OpenAI has released the first performance data for its custom processor. The chip, developed in partnership with Broadcom Inc., claims it outperforms Nvidia’s systems at inference tasks: running pre-trained AI models to answer queries. The move is part of OpenAI’s strategy to reduce costs and dependence on large semiconductor manufacturers, and is a strategy that other large technology companies have adopted.
OpenAI’s strategic focus is on improving energy efficiency, one of the largest expenses in AI data centers. Jalapeño hopes to lower electricity bills while providing faster and cheaper service. For millions of users. Preliminary data released in the official statement show a significant improvement in performance compared to currently available processors, but these results still need to be verified in an actual production environment.
What are jalapeños? What is it used for?
Jalapeño is OpenAI’s first purpose-built processor, designed specifically for the inference phase: the stage where a pre-trained model receives requests and generates responses. It is not designed for the model training phase, which will remain an area where Nvidia will be critical to OpenAI. The chip was released in June this year and was developed in record time – only nine months, which is rare in the semiconductor industry.
During the design process, OpenAI used its own AI model to optimize and program the chip, which reflects how artificial intelligence accelerates its own infrastructure construction. Jalapeño is designed to support large language models (LLMs). And be compatible with various architectural ecosystems so that companies can deploy multiple generations of platforms.


Performance and efficiency: This is where it surpasses Nvidia.
In tests on models such as GPT-OSS 120B, DeepSeek R1 and Kimi K2.5 1T, Jalapeño’s AI productivity per watt was 1.5 to 1.9 times higher than Nvidia’s GB200 and GB300 architectures. The time required for system response (ie latency) is reduced by a factor of 1,7 to 3,6. The data comes from public benchmarks on the InferenceX platform and reflects a significant improvement in the balance between performance and power consumption.
The chip’s nominal power is 700 watts, but in internal testing, its sustained power consumption reached 550 watts. This number is particularly noteworthy considering that the power consumption of Nvidia GPUs can approach or even exceed 1.200 watts. For OpenAI, getting more done with fewer resources is critical because as its data centers and services scale, power costs have become one of the most difficult costs to control.
In the comparison conducted by OpenAI, the advantage is that Jalapeño is expanding its own models that it has not launched yet. This shows that the architecture is ready for larger and more complex models in the future. Even so, consulting firm SemiAnalysis pointed out that it remains to be seen whether the chip can maintain the performance of laboratory tests in an actual production environment.

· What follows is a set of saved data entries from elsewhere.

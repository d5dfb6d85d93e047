//! Wide row queries backing the heatmap (one row per day) and the
//! hourly drill-down chart (one row per hour of a chosen day). Both
//! join several fact tables on matching truncated timestamps and
//! compute the unmonitored remainder inline.

use anyhow::Result;
use sqlx::{PgPool, QueryBuilder};
use time::{Date, PrimitiveDateTime};

use crate::db::compose;
use crate::domain::device::well_known;
use crate::domain::Circuit;
use crate::filter::DateRange;

fn circuit_columns(alias: &str) -> String {
    Circuit::MONITORED
        .iter()
        .map(|c| format!("{alias}.{col} AS {col}", col = c.column()))
        .collect::<Vec<_>>()
        .join(", ")
}

/// `used - (sum of monitored circuits)`; NULL circuits poison the value,
/// matching the source data contract that a day with any reading has
/// all readings.
fn all_other_column(alias: &str) -> String {
    let sum = Circuit::MONITORED
        .iter()
        .map(|c| format!("{alias}.{}", c.column()))
        .collect::<Vec<_>>()
        .join(" + ");
    format!("{alias}.used - ({sum}) AS all_other")
}

#[derive(Debug, Clone, sqlx::FromRow)]
pub struct HeatmapDay {
    pub date: PrimitiveDateTime,
    pub net: Option<f64>,
    pub solar: Option<f64>,
    pub used: Option<f64>,
    pub outdoor_deg_min: Option<f64>,
    pub outdoor_deg_max: Option<f64>,
    pub hdd: Option<f64>,
    pub water_heater: Option<f64>,
    pub ashp: Option<f64>,
    pub water_pump: Option<f64>,
    pub dryer: Option<f64>,
    pub washer: Option<f64>,
    pub dishwasher: Option<f64>,
    pub stove: Option<f64>,
    pub refrigerator: Option<f64>,
    pub living_room: Option<f64>,
    pub aux_heat_bedrooms: Option<f64>,
    pub aux_heat_living: Option<f64>,
    pub study: Option<f64>,
    pub barn: Option<f64>,
    pub basement_west: Option<f64>,
    pub basement_east: Option<f64>,
    pub ventilation: Option<f64>,
    pub ventilation_preheat: Option<f64>,
    pub kitchen_recept_rt: Option<f64>,
    pub all_other: Option<f64>,
}

pub async fn heatmap_days(
    pool: &PgPool,
    house_id: i32,
    range: &DateRange,
) -> Result<Vec<HeatmapDay>> {
    let mut qb = QueryBuilder::new(format!(
        "SELECT tu.date AS date, e.adjusted_load AS net, e.solar AS solar, e.used AS used, \
         tu.outdoor_deg_min AS outdoor_deg_min, tu.outdoor_deg_max AS outdoor_deg_max, \
         th.hdd AS hdd, {circuits}, {all_other} \
         FROM (SELECT house_id, date, temperature_min AS outdoor_deg_min, \
               temperature_max AS outdoor_deg_max \
               FROM temperature_daily WHERE device_id = {outdoor}) tu \
         LEFT JOIN hdd_daily th ON th.date = tu.date AND th.house_id = tu.house_id \
         LEFT JOIN energy_daily e ON e.date = tu.date AND e.house_id = tu.house_id \
         WHERE tu.house_id = ",
        circuits = circuit_columns("e"),
        all_other = all_other_column("e"),
        outdoor = well_known::OUTDOOR_SENSOR,
    ));
    qb.push_bind(house_id);
    compose::push_date_range(&mut qb, "tu.date", range);
    compose::push_order_by(&mut qb, "tu.date");

    let rows = qb.build_query_as::<HeatmapDay>().fetch_all(pool).await?;
    Ok(rows)
}

#[derive(Debug, Clone, sqlx::FromRow)]
pub struct ChartHour {
    pub date: PrimitiveDateTime,
    pub net: Option<f64>,
    pub solar: Option<f64>,
    pub used: Option<f64>,
    pub first_floor_temp: Option<f64>,
    pub second_floor_temp: Option<f64>,
    pub basement_temp: Option<f64>,
    pub outdoor_temp: Option<f64>,
    pub hdd: Option<f64>,
    pub water_heater: Option<f64>,
    pub ashp: Option<f64>,
    pub water_pump: Option<f64>,
    pub dryer: Option<f64>,
    pub washer: Option<f64>,
    pub dishwasher: Option<f64>,
    pub stove: Option<f64>,
    pub refrigerator: Option<f64>,
    pub living_room: Option<f64>,
    pub aux_heat_bedrooms: Option<f64>,
    pub aux_heat_living: Option<f64>,
    pub study: Option<f64>,
    pub barn: Option<f64>,
    pub basement_west: Option<f64>,
    pub basement_east: Option<f64>,
    pub ventilation: Option<f64>,
    pub ventilation_preheat: Option<f64>,
    pub kitchen_recept_rt: Option<f64>,
    pub all_other: Option<f64>,
}

/// One row per hour of `day`, anchored on the first-floor sensor and
/// left-joining everything else on the truncated hour.
pub async fn chart_hours(pool: &PgPool, house_id: i32, day: Date) -> Result<Vec<ChartHour>> {
    let mut qb = QueryBuilder::new(format!(
        "SELECT ti1.date AS date, e.adjusted_load AS net, e.solar AS solar, e.used AS used, \
         ti1.indoor1_deg AS first_floor_temp, ti2.indoor2_deg AS second_floor_temp, \
         ti0.indoor0_deg AS basement_temp, tu.outdoor_deg AS outdoor_temp, th.hdd AS hdd, \
         {circuits}, {all_other} \
         FROM (SELECT house_id, date, temperature AS indoor1_deg \
               FROM temperature_hourly WHERE device_id = {first_floor}) ti1 \
         LEFT JOIN (SELECT house_id, date, temperature AS indoor2_deg \
               FROM temperature_hourly WHERE device_id = {second_floor}) ti2 \
           ON date_trunc('hour', ti2.date) = date_trunc('hour', ti1.date) \
          AND ti2.house_id = ti1.house_id \
         LEFT JOIN (SELECT house_id, date, temperature AS indoor0_deg \
               FROM temperature_hourly WHERE device_id = {basement}) ti0 \
           ON date_trunc('hour', ti0.date) = date_trunc('hour', ti1.date) \
          AND ti0.house_id = ti1.house_id \
         LEFT JOIN (SELECT house_id, date, temperature AS outdoor_deg \
               FROM temperature_hourly WHERE device_id = {outdoor}) tu \
           ON date_trunc('hour', tu.date) = date_trunc('hour', ti1.date) \
          AND tu.house_id = ti1.house_id \
         LEFT JOIN hdd_hourly th \
           ON date_trunc('hour', th.date) = date_trunc('hour', ti1.date) \
          AND th.house_id = ti1.house_id \
         LEFT JOIN energy_hourly e \
           ON date_trunc('hour', e.date) = date_trunc('hour', ti1.date) \
          AND e.house_id = ti1.house_id \
         WHERE ti1.house_id = ",
        circuits = circuit_columns("e"),
        all_other = all_other_column("e"),
        first_floor = well_known::FIRST_FLOOR_SENSOR,
        second_floor = well_known::SECOND_FLOOR_SENSOR,
        basement = well_known::BASEMENT_SENSOR,
        outdoor = well_known::OUTDOOR_SENSOR,
    ));
    qb.push_bind(house_id);
    qb.push(" AND ti1.date::date = ");
    qb.push_bind(day);
    compose::push_order_by(&mut qb, "ti1.date");

    let rows = qb.build_query_as::<ChartHour>().fetch_all(pool).await?;
    Ok(rows)
}

#[cfg(test)]
mod tests {
    use super::*;

    #[test]
    fn circuit_columns_cover_every_monitored_circuit() {
        let cols = circuit_columns("e");
        for circuit in Circuit::MONITORED {
            assert!(cols.contains(&format!("e.{col} AS {col}", col = circuit.column())));
        }
    }

    #[test]
    fn all_other_is_used_minus_the_monitored_sum() {
        let expr = all_other_column("e");
        assert!(expr.starts_with("e.used - ("));
        assert!(expr.ends_with(") AS all_other"));
        assert_eq!(expr.matches(" + ").count(), Circuit::MONITORED.len() - 1);
    }
}
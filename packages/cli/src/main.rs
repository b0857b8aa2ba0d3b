#![cfg_attr(feature = "fail-on-warnings", deny(warnings))]
#![warn(clippy::all, clippy::pedantic, clippy::nursery, clippy::cargo)]
#![allow(clippy::multiple_crate_versions, clippy::cargo_common_metadata)]

//! CLI entry point for the quarter map toolchain.

use std::time::Instant;

use clap::{Parser, Subcommand};
use quarter_map_pipeline::stats::batch_stats;
use quarter_map_source::registry;
use quarter_map_source_models::QuarterSource;

#[derive(Parser)]
#[command(name = "quarter_map_cli", about = "Quarter map toolchain")]
struct Cli {
    #[command(subcommand)]
    command: Commands,
}

#[derive(Subcommand)]
enum Commands {
    /// List all configured quarter data sources
    Sources,
    /// Fetch and normalize a source, printing counts and statistics
    Ingest {
        /// Source identifier (e.g., "`yekaterinburg_quarters`")
        source: String,
        /// Maximum number of raw records to ingest
        #[arg(long)]
        limit: Option<usize>,
    },
    /// Start the API server
    Serve,
}

#[actix_web::main]
async fn main() -> Result<(), Box<dyn std::error::Error>> {
    pretty_env_logger::init();
    let cli = Cli::parse();

    match cli.command {
        Commands::Sources => {
            let sources = registry::all_sources();
            println!("{:<28} {:<16} NAME", "ID", "CITY");
            println!("{}", "-".repeat(72));
            for source in &sources {
                println!("{:<28} {:<16} {}", source.id(), source.city, source.name());
            }
        }
        Commands::Ingest { source, limit } => {
            let sources = registry::all_sources();
            let src = sources
                .iter()
                .find(|s| s.id() == source)
                .ok_or_else(|| format!("Unknown source: {source}"))?;

            ingest(src, limit).await?;
        }
        Commands::Serve => {
            quarter_map_server::run_server().await?;
        }
    }

    Ok(())
}

/// Fetches, normalizes, and summarizes one source.
async fn ingest(
    source: &QuarterSource,
    limit: Option<usize>,
) -> Result<(), Box<dyn std::error::Error>> {
    let client = reqwest::Client::builder()
        .user_agent("quarter-map/1.0")
        .build()?;

    let start = Instant::now();
    let batch = quarter_map_source::load_source(&client, source, limit).await?;
    let elapsed = start.elapsed();

    println!("Source:      {} ({})", source.id(), source.city);
    println!("Parsed:      {}", batch.counts.parsed);
    println!("Rejected:    {} without coordinates", batch.counts.no_coordinates);
    println!(
        "             {} with too few vertices",
        batch.counts.insufficient_vertices
    );

    if batch.is_empty() {
        log::warn!(
            "{}: no quarters survived normalization; check the source's coordinate format",
            source.id()
        );
    } else {
        let stats = batch_stats(&batch.features);
        println!("Population:  {}", stats.total_population);
        println!("Area:        {:.1} ha", stats.total_area);
        println!("Mean NDVI:   {:.2}", stats.mean_ndvi);
        if let Some(mean) = stats.mean_accessibility {
            println!("Mean access: {mean:.1}/5");
        }
    }

    log::info!(
        "Ingest complete: {} quarters in {:.1}s",
        batch.counts.parsed,
        elapsed.as_secs_f64()
    );

    Ok(())
}
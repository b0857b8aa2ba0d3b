//! Fetcher dispatch and implementations for the upstream representations.
//!
//! Each fetcher downloads raw quarter data in one representation and
//! produces [`RawRecord`]s keyed by the canonical pipeline property names.

pub mod csv_download;
pub mod geojson_url;
pub mod node_lookup;

use quarter_map_pipeline::RawRecord;
use quarter_map_source_models::{QuarterFetcherConfig, QuarterSource};

use crate::SourceError;

/// Fetches raw records from the source's upstream.
///
/// # Errors
///
/// Returns [`SourceError`] if the HTTP request or payload decoding
/// fails.
pub async fn fetch_records(
    client: &reqwest::Client,
    source: &QuarterSource,
) -> Result<Vec<RawRecord>, SourceError> {
    match &source.fetcher {
        QuarterFetcherConfig::CsvDownload { url, delimiter } => {
            csv_download::fetch(client, url, *delimiter, &source.fields).await
        }
        QuarterFetcherConfig::GeojsonUrl { url } => {
            geojson_url::fetch(client, url, &source.fields).await
        }
        QuarterFetcherConfig::NodeLookup {
            url_template,
            node_ids,
            concurrency,
        } => node_lookup::fetch(client, &source.id, url_template, node_ids, *concurrency).await,
    }
}
#![cfg_attr(feature = "fail-on-warnings", deny(warnings))]
#![warn(clippy::all, clippy::pedantic, clippy::nursery, clippy::cargo)]
#![allow(clippy::multiple_crate_versions, clippy::cargo_common_metadata)]

//! API request and response types for the quarter map server.
//!
//! These types are serialized to JSON for the REST API. They are separate
//! from the pipeline types to allow independent evolution of the API
//! contract.

use quarter_map_pipeline::stats::BatchStats;
use quarter_map_pipeline::{BatchCounts, NormalizedBatch};
use quarter_map_quarter_models::QuarterFeature;
use quarter_map_source_models::QuarterSource;
use serde::{Deserialize, Serialize};

/// Health check response.
#[derive(Debug, Clone, Serialize, Deserialize)]
#[serde(rename_all = "camelCase")]
pub struct ApiHealth {
    /// Whether the server is up.
    pub healthy: bool,
    /// Crate version.
    pub version: String,
}

/// A registered quarter data source as listed by the API.
#[derive(Debug, Clone, Serialize, Deserialize)]
#[serde(rename_all = "camelCase")]
pub struct ApiSourceInfo {
    /// Source identifier.
    pub id: String,
    /// Human-readable name.
    pub name: String,
    /// City the quarters belong to.
    pub city: String,
    /// Initial view center latitude.
    pub center_lat: f64,
    /// Initial view center longitude.
    pub center_lon: f64,
    /// Initial zoom level.
    pub zoom: u8,
}

impl From<&QuarterSource> for ApiSourceInfo {
    fn from(source: &QuarterSource) -> Self {
        Self {
            id: source.id.clone(),
            name: source.name.clone(),
            city: source.city.clone(),
            center_lat: source.map_view.center_lat,
            center_lon: source.map_view.center_lon,
            zoom: source.map_view.zoom,
        }
    }
}

/// Rejection accounting as returned by the API.
#[derive(Debug, Clone, Copy, Serialize, Deserialize)]
#[serde(rename_all = "camelCase")]
pub struct ApiCounts {
    /// Records that became quarters.
    pub parsed: usize,
    /// Records rejected for having no coordinate data.
    pub no_coordinates: usize,
    /// Records rejected for having too few vertices.
    pub insufficient_vertices: usize,
}

impl From<BatchCounts> for ApiCounts {
    fn from(counts: BatchCounts) -> Self {
        Self {
            parsed: counts.parsed,
            no_coordinates: counts.no_coordinates,
            insufficient_vertices: counts.insufficient_vertices,
        }
    }
}

/// Batch aggregates as returned by the API.
#[derive(Debug, Clone, Serialize, Deserialize)]
#[serde(rename_all = "camelCase")]
pub struct ApiStats {
    /// Number of quarters loaded.
    pub quarters: usize,
    /// Sum of quarter populations.
    pub total_population: u64,
    /// Sum of quarter areas in hectares.
    pub total_area: f64,
    /// Mean vegetation index.
    pub mean_ndvi: f64,
    /// Mean accessibility tier, when any quarter reported one.
    pub mean_accessibility: Option<f64>,
}

impl From<BatchStats> for ApiStats {
    fn from(stats: BatchStats) -> Self {
        Self {
            quarters: stats.quarters,
            total_population: stats.total_population,
            total_area: stats.total_area,
            mean_ndvi: stats.mean_ndvi,
            mean_accessibility: stats.mean_accessibility,
        }
    }
}

/// Response to a source load request.
#[derive(Debug, Clone, Serialize, Deserialize)]
#[serde(rename_all = "camelCase")]
pub struct ApiLoadResult {
    /// Which source was loaded.
    pub source_id: String,
    /// Rejection accounting.
    pub counts: ApiCounts,
    /// Aggregates over the surviving quarters.
    pub stats: ApiStats,
    /// Union bounding box as `[west, south, east, north]`, for viewport
    /// fitting.
    pub bbox: Option<[f64; 4]>,
    /// Present when zero quarters survived normalization.
    pub warning: Option<String>,
}

/// Query parameters for the load endpoint.
#[derive(Debug, Clone, Deserialize)]
#[serde(rename_all = "camelCase")]
pub struct LoadQueryParams {
    /// Maximum number of raw records to ingest.
    pub limit: Option<usize>,
}

/// Body for the visibility toggle endpoint.
#[derive(Debug, Clone, Copy, Serialize, Deserialize)]
#[serde(rename_all = "camelCase")]
pub struct ApiVisibility {
    /// Whether the quarters layer should be rendered.
    pub visible: bool,
}

/// The quarters layer payload: a `GeoJSON` `FeatureCollection` plus the
/// session's visibility flag.
#[derive(Debug, Clone, Serialize, Deserialize)]
#[serde(rename_all = "camelCase")]
pub struct ApiQuarters {
    /// Whether the layer should currently be rendered.
    pub visible: bool,
    /// Union bounding box as `[west, south, east, north]`.
    pub bbox: Option<[f64; 4]>,
    /// The quarters as `GeoJSON` features.
    pub quarters: geojson::FeatureCollection,
}

/// Per-quarter properties embedded in each `GeoJSON` feature.
#[derive(Debug, Clone, Serialize, Deserialize)]
#[serde(rename_all = "camelCase")]
pub struct ApiQuarterProperties {
    /// Source-supplied identifier.
    pub id: String,
    /// Display name.
    pub name: String,
    /// Polygon fill/stroke color token.
    pub fill_color: String,
    /// Greenery quality label.
    pub quality_label: String,
    /// Accessibility label, when the source reported either scale.
    pub accessibility_label: Option<String>,
    /// Accessibility badge color token.
    pub accessibility_color: String,
    /// Vegetation index.
    pub ndvi: f64,
    /// Resident population.
    pub population: u64,
    /// Area in hectares.
    pub area: f64,
    /// People per hectare.
    pub population_density: f64,
    /// Popup anchor longitude.
    pub center_lon: f64,
    /// Popup anchor latitude.
    pub center_lat: f64,
}

impl From<&QuarterFeature> for ApiQuarterProperties {
    fn from(feature: &QuarterFeature) -> Self {
        Self {
            id: feature.id.clone(),
            name: feature.name.clone(),
            fill_color: feature.classification.fill_color.clone(),
            quality_label: feature.classification.quality_label.clone(),
            accessibility_label: feature.classification.accessibility_label.clone(),
            accessibility_color: feature.classification.accessibility_color.clone(),
            ndvi: feature.metrics.ndvi,
            population: feature.metrics.population,
            area: feature.metrics.area,
            population_density: feature.metrics.population_density(),
            center_lon: feature.center.lon,
            center_lat: feature.center.lat,
        }
    }
}

/// Converts a normalized batch into a `GeoJSON` `FeatureCollection`
/// carrying the presentation properties each polygon needs.
#[must_use]
pub fn batch_to_feature_collection(batch: &NormalizedBatch) -> geojson::FeatureCollection {
    let features = batch
        .features
        .iter()
        .map(|quarter| {
            let positions: Vec<Vec<f64>> = quarter
                .ring
                .points()
                .iter()
                .map(|p| vec![p.lon, p.lat])
                .collect();
            let geometry = geojson::Geometry::new(geojson::Value::Polygon(vec![positions]));

            let properties = match serde_json::to_value(ApiQuarterProperties::from(quarter)) {
                Ok(serde_json::Value::Object(map)) => Some(map),
                _ => None,
            };

            geojson::Feature {
                bbox: None,
                geometry: Some(geometry),
                id: Some(geojson::feature::Id::String(quarter.id.clone())),
                properties,
                foreign_members: None,
            }
        })
        .collect();

    geojson::FeatureCollection {
        bbox: batch.bounding_rect().map(|b| b.to_vec()),
        features,
        foreign_members: None,
    }
}

#[cfg(test)]
mod tests {
    use super::*;
    use quarter_map_pipeline::{ClassificationScheme, RawRecord, normalize_batch};

    #[test]
    fn feature_collection_carries_geometry_and_properties() {
        let records = vec![RawRecord::from_text(
            "q1",
            "0,0;2,0;2,2;0,2",
            serde_json::Map::new(),
        )];
        let batch = normalize_batch(&records, None, ClassificationScheme::VegetationIndex);

        let collection = batch_to_feature_collection(&batch);
        assert_eq!(collection.features.len(), 1);
        assert_eq!(collection.bbox, Some(vec![0.0, 0.0, 2.0, 2.0]));

        let feature = &collection.features[0];
        let properties = feature.properties.as_ref().unwrap();
        assert_eq!(
            properties.get("name").and_then(|v| v.as_str()),
            Some("Quarter q1")
        );
        assert!(properties.contains_key("fillColor"));

        let Some(geojson::Value::Polygon(rings)) = feature.geometry.as_ref().map(|g| g.value.clone())
        else {
            panic!("expected polygon geometry");
        };
        assert_eq!(rings[0].len(), 5);
        assert_eq!(rings[0].first(), rings[0].last());
    }
}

OpenAI’s strategy and the global background of chips
OpenAI isn’t the only company deciding to design its own hardware. Google, Amazon, Microsoft, and Meta all already have custom accelerators: Google’s TPU, Amazon’s Trainium, Microsoft’s Maia, and Meta’s MTIA processor. Now, OpenAI has joined the ranks. Claude’s manufacturer, Anthropic, is also preparing to develop its own silicon chips. The race is to control the cost and availability of computing resources and the desire to no longer be dependent on a single vendor in the future.
For its part, OpenAI will not sell Jalapeño to a third party; it will remain within its own infrastructure, which will likely reduce the final cost of the service. However, the company maintains close ties with Nvidia, and the two parties have signed an agreement to build a large data center in Ohio. In addition to continuing to purchase accelerators for other tasks such as training, the relationship between the two is more complex than it appears, as they seek to reduce costs and increase efficiencies without abandoning traditional supply chains.
For Spain and Europe, this shift toward local chips means less reliance on imports and potentially lower prices for AI services used by local companies, although the hardware infrastructure remains concentrated in the United States and Asia.
Deployment plans and next generation
OpenAI expects to integrate the first Jalapeño processors into its infrastructure in the fourth quarter of 2026, with capacity expansion throughout 2027. It has been confirmed that: The design of the second-generation chip has entered the advanced stage. The chip tape-out work is expected to be completed in the next few months. The third generation product is also currently in the concept stage, indicating that this is a sustainable long-term project.
The company emphasized that Jalapeño’s goal is to provide lower latency to thousands of users, allowing for smoother AI processing and preventing the system from being overloaded when demand increases. The initial promotion scale is limited and will be gradually expanded later. At present, the production volume and final cost of the chip have not been announced.
Jalapeño has the potential to change the balance of power in the accelerator market. However, competition with Nvidia will ultimately determine its long-term success or failure. If this chip delivers on its promise, the cost of artificial intelligence will fall in the next few years, but it will take some time to know for sure.